_Dataset entries_
---
//! Playtest results.

use circus_core::{PlayerId, Track, WinReason};
use serde::Serialize;
use std::collections::BTreeMap;

/// Result of one bot game
#[derive(Debug, Clone, PartialEq, Serialize)]
pub struct GameReport {
    pub game: usize,
    pub seed: u64,
    pub winner: Option<PlayerId>,
    pub reason: Option<WinReason>,
    /// Last round played
    pub rounds: u32,
    pub turns: u32,
    /// Track sum per seat at the end
    pub track_totals: Vec<i32>,
    /// Hit the safety cap before anyone won
    pub aborted: bool,
}

/// Aggregates across all games
#[derive(Debug, Clone, PartialEq, Serialize)]
pub struct Summary {
    pub games: usize,
    pub finished: usize,
    pub aborted: usize,
    pub wins_per_seat: Vec<usize>,
    pub average_rounds: f64,
    pub track_victories: usize,
    pub round_limit_victories: usize,
    pub wins_by_track: BTreeMap<Track, usize>,
}

#[derive(Debug, Clone, PartialEq, Serialize)]
pub struct PlaytestReport {
    pub summary: Summary,
    pub games: Vec<GameReport>,
}

impl PlaytestReport {
    pub fn new(players: usize, games: Vec<GameReport>) -> Self {
        let mut wins_per_seat = vec![0; players];
        let mut wins_by_track = BTreeMap::new();
        let mut track_victories = 0;
        let mut round_limit_victories = 0;

        for game in &games {
            if let Some(seat) = game.winner.and_then(|w| wins_per_seat.get_mut(w as usize)) {
                *seat += 1;
            }
            match game.reason {
                Some(WinReason::TrackThreshold { track }) => {
                    track_victories += 1;
                    *wins_by_track.entry(track).or_insert(0) += 1;
                }
                Some(WinReason::RoundLimit) => round_limit_victories += 1,
                None => {}
            }
        }

        let aborted = games.iter().filter(|g| g.aborted).count();
        let average_rounds = if games.is_empty() {
            0.0
        } else {
            games.iter().map(|g| f64::from(g.rounds)).sum::<f64>() / games.len() as f64
        };

        Self {
            summary: Summary {
                games: games.len(),
                finished: games.len() - aborted,
                aborted,
                wins_per_seat,
                average_rounds,
                track_victories,
                round_limit_victories,
                wins_by_track,
            },
            games,
        }
    }
}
---
_Work item_
The number of lines in the listing above that contain "PlaytestReport" is all that should be stated.

_Exercise response_
2